In just a few words reacting to the latest of an increasingly lengthy string of clusterfucks surrounding Florida MAGA Congressman Cory Mills, an anonymous House Republican elegantly, succinctly, and unintentionally summarized to Politico the current state of their party’s moral values.

“What if he is arrested for real?” the Republican said in response to the latest allegations about Mills as this time he’s accused of sextorting one of his side pieces – Lindsey Langston, a Florida GOP state committee member and Miss United States 2024 – who broke it off in February when she saw reporting on the 45 year-old Mills assaulting his other Gen Z-aged girlfriend Sarah Raviani.

Oh and Mills threatened to kill any other man she dated. And he just got evicted. And he’s suspected of valor theft. And he’s kind of secretly a Muslim even if he didn’t convert on purpose. And he’s been grifting on federal contracts while in office. All that has a fellow MAGA Republican worried that Mills could end up getting criminally charged and jeopardize his Trump +12 seat in next year’s midterms.

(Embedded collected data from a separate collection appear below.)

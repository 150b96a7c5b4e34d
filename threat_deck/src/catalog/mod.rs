//! Catalog store - the immutable collection of decks supplied at startup.

use rand::seq::SliceRandom;
use rand::Rng;
use serde::Deserialize;
use std::collections::HashMap;
use std::path::Path;

use crate::cards::{Card, CardCode, Deck};
use crate::error::{DeckError, Result};

/// Identity of the synthesized mixed deck.
pub const MIXED_DECK_ID: &str = "hidden-threats";

const BUILTIN_CATALOG: &str = include_str!("builtin.toml");

#[derive(Debug, Deserialize)]
struct CatalogFile {
    #[serde(default)]
    decks: Vec<Deck>,
}

/// Read-only collection of decks with a catalog-wide card index.
#[derive(Debug, Clone, Default)]
pub struct Catalog {
    decks: Vec<Deck>,
    /// Card code -> (deck index, card index).
    index: HashMap<CardCode, (usize, usize)>,
}

impl Catalog {
    /// Build a catalog, validating every deck and card code uniqueness.
    pub fn from_decks(decks: Vec<Deck>) -> Result<Self> {
        let mut index = HashMap::new();
        let mut deck_ids = HashMap::new();

        for (deck_idx, deck) in decks.iter().enumerate() {
            deck.validate()?;
            if deck_ids.insert(deck.id.clone(), deck_idx).is_some() {
                return Err(DeckError::DuplicateDeck(deck.id.clone()));
            }

            for (card_idx, card) in deck.cards.iter().enumerate() {
                if let Some((first, _)) = index.insert(card.code().clone(), (deck_idx, card_idx)) {
                    return Err(DeckError::DuplicateCard {
                        code: card.code().to_string(),
                        first_deck: decks[first].id.clone(),
                        second_deck: deck.id.clone(),
                    });
                }
            }
        }

        tracing::debug!(decks = decks.len(), cards = index.len(), "catalog loaded");
        Ok(Self { decks, index })
    }

    /// Parse a catalog from TOML.
    pub fn from_toml_str(contents: &str) -> Result<Self> {
        let file: CatalogFile = toml::from_str(contents).map_err(DeckError::CatalogParse)?;
        Self::from_decks(file.decks)
    }

    /// Load a catalog file from disk.
    pub fn load_from_path(path: &Path) -> Result<Self> {
        let contents = std::fs::read_to_string(path).map_err(|source| DeckError::Io {
            path: path.to_path_buf(),
            source,
        })?;
        Self::from_toml_str(&contents)
    }

    /// The catalog embedded in this crate.
    pub fn builtin() -> Result<Self> {
        Self::from_toml_str(BUILTIN_CATALOG)
    }

    pub fn decks(&self) -> &[Deck] {
        &self.decks
    }

    /// Get a deck by id.
    pub fn deck(&self, id: &str) -> Option<&Deck> {
        self.decks.iter().find(|d| d.id == id)
    }

    /// Get a card by code, whichever deck holds it.
    pub fn card(&self, code: &CardCode) -> Option<&Card> {
        self.index
            .get(code)
            .map(|(deck_idx, card_idx)| &self.decks[*deck_idx].cards[*card_idx])
    }

    /// Every card of every deck, in catalog order.
    pub fn all_cards(&self) -> impl Iterator<Item = &Card> {
        self.decks.iter().flat_map(|d| d.cards.iter())
    }

    pub fn card_count(&self) -> usize {
        self.index.len()
    }

    pub fn is_empty(&self) -> bool {
        self.decks.is_empty()
    }

    /// Draw `size` distinct cards uniformly from the union of all decks.
    ///
    /// A catalog holding fewer than `size` cards yields all of them.
    pub fn sample_mixed_deck<R: Rng + ?Sized>(&self, size: usize, rng: &mut R) -> Deck {
        let mut pool: Vec<Card> = self.all_cards().cloned().collect();
        pool.shuffle(rng);
        pool.truncate(size);

        if pool.len() < size {
            tracing::debug!(
                requested = size,
                available = pool.len(),
                "catalog too small for a full mixed deck"
            );
        }

        Deck::new(
            MIXED_DECK_ID,
            "Hidden Threats",
            "fa-skull",
            "A perilous raid through the shadows of the realm, revealing secrets that were never meant to be found.",
            pool,
        )
    }
}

It’s not that this anonymous congressman or woman is worried that they serve next to a manipulative woman abusing stalker sociopath with an inflated Army service record and at least $99,000 in debt (almost certainly a lowball figure). It’s that the next time he fucks up it might be so egregious and indefensible that Jeannine Pirro could have no choice but to actually sign the arrest warrant and making it harder for him to run. That’s where the party’s priorities are at these days.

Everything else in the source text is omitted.